Items listed in a dataset
◇ ◇ ◇
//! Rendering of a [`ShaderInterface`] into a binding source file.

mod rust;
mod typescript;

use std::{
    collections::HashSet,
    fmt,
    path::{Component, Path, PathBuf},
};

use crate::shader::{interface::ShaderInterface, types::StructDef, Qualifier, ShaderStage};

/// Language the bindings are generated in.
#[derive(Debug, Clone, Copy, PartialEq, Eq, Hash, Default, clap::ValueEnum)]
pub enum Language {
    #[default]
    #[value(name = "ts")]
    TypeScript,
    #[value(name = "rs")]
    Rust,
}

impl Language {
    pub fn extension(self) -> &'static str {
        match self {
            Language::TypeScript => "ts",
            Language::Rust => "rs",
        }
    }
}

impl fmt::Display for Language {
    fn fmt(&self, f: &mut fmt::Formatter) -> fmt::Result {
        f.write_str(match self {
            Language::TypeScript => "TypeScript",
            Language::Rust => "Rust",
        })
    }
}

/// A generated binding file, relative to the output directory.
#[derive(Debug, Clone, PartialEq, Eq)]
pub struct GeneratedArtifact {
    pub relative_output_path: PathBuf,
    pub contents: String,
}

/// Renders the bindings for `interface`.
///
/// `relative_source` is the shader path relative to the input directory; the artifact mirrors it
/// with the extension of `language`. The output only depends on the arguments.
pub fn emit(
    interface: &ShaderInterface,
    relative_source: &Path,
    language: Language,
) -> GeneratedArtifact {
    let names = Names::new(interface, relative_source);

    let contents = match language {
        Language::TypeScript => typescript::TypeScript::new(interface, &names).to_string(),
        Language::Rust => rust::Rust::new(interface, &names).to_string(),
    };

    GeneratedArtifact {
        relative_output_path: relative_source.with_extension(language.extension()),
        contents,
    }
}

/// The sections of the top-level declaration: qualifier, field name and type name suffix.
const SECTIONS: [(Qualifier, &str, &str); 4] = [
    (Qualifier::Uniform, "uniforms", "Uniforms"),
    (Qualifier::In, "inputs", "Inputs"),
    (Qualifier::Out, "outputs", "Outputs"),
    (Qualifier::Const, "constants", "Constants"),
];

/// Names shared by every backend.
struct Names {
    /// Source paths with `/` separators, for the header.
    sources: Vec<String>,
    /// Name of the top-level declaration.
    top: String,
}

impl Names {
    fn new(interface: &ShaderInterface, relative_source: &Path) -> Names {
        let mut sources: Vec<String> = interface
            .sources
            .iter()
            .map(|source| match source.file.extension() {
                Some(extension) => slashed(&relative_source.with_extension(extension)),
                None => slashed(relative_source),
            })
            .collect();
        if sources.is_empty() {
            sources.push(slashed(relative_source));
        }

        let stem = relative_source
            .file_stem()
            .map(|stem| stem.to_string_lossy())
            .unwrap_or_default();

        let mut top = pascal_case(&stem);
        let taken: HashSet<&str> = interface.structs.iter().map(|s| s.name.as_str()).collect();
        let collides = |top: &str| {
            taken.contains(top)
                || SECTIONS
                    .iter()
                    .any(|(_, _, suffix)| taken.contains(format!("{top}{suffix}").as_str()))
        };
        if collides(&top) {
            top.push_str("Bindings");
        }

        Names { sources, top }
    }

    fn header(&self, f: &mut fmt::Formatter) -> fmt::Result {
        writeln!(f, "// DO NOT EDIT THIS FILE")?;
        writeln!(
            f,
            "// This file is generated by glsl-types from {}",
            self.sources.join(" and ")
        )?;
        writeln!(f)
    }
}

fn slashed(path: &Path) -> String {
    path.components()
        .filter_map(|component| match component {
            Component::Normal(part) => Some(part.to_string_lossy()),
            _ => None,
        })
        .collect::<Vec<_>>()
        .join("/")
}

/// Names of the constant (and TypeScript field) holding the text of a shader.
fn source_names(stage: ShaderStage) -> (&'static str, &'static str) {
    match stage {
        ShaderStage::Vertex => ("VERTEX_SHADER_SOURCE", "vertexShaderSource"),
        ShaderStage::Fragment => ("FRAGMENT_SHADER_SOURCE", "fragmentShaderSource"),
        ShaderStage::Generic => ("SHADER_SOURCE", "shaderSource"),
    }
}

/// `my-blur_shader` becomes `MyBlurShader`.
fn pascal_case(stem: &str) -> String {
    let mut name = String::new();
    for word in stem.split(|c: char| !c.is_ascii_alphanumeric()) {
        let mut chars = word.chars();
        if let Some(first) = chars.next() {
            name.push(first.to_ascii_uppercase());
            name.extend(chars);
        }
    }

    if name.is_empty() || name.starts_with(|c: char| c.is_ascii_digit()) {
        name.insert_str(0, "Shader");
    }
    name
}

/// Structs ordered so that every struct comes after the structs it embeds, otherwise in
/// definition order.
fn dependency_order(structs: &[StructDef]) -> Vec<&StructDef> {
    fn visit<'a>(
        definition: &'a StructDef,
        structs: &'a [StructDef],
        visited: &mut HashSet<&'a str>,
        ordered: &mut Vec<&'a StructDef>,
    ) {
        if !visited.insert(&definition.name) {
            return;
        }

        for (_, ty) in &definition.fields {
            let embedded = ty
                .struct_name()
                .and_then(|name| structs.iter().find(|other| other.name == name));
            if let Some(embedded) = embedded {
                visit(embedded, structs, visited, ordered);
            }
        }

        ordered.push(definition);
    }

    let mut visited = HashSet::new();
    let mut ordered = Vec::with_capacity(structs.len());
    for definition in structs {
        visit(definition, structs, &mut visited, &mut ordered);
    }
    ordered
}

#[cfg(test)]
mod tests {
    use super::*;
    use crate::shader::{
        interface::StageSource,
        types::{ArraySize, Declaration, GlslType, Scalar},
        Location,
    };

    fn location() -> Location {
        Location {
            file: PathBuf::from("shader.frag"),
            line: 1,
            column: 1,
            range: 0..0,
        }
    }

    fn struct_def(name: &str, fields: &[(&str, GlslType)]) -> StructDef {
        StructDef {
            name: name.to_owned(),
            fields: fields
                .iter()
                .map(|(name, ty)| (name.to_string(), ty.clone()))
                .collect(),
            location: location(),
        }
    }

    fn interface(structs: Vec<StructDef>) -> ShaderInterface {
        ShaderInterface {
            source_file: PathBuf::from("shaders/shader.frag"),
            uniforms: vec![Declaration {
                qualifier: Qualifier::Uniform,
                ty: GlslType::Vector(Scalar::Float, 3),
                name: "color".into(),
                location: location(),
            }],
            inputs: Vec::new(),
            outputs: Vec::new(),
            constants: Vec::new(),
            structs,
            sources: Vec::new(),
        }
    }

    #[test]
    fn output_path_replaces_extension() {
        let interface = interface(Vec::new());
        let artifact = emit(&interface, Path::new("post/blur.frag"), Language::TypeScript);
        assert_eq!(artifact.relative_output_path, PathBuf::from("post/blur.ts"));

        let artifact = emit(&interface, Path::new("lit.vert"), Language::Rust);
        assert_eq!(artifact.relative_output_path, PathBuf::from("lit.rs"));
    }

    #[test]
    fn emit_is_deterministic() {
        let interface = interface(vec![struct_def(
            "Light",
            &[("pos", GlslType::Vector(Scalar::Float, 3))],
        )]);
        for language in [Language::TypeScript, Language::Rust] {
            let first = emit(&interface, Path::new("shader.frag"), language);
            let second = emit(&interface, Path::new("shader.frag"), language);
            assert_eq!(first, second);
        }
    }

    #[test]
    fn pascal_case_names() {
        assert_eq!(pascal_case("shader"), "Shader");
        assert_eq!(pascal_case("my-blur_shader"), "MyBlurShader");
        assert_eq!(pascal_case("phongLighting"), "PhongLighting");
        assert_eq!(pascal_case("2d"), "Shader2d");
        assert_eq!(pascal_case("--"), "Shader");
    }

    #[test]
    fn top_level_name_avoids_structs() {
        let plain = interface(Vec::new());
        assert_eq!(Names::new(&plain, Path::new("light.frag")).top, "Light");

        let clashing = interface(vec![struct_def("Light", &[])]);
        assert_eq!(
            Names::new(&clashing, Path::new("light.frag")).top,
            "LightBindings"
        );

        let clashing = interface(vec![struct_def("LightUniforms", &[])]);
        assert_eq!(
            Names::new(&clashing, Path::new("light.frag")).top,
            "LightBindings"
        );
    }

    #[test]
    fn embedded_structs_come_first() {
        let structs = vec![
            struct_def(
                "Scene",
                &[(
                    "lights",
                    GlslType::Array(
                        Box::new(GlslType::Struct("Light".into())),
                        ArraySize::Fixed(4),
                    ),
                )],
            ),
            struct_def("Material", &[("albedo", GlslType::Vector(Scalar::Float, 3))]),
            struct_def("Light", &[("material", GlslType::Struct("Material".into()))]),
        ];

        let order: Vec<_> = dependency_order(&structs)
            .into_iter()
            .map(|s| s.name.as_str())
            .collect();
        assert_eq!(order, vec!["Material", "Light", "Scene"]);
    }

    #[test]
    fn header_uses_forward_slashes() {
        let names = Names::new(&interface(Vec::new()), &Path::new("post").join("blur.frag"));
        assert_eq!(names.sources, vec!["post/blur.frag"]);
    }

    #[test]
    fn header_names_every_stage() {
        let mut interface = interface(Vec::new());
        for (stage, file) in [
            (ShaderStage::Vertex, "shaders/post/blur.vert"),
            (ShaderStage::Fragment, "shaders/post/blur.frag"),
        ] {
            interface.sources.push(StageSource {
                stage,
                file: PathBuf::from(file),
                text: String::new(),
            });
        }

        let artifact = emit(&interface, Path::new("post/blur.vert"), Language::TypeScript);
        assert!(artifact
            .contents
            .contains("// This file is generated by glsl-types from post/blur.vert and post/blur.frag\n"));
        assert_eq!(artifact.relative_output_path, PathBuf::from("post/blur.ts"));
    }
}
◇ ◇ ◇
## [What you are asked to do]
Read the data above and pull out each line that holds the string "self".

## [Completed exercise]
    pub fn extension(self) -> &'static str {
        match self {
    fn fmt(&self, f: &mut fmt::Formatter) -> fmt::Result {
        f.write_str(match self {
    fn header(&self, f: &mut fmt::Formatter) -> fmt::Result {
            self.sources.join(" and ")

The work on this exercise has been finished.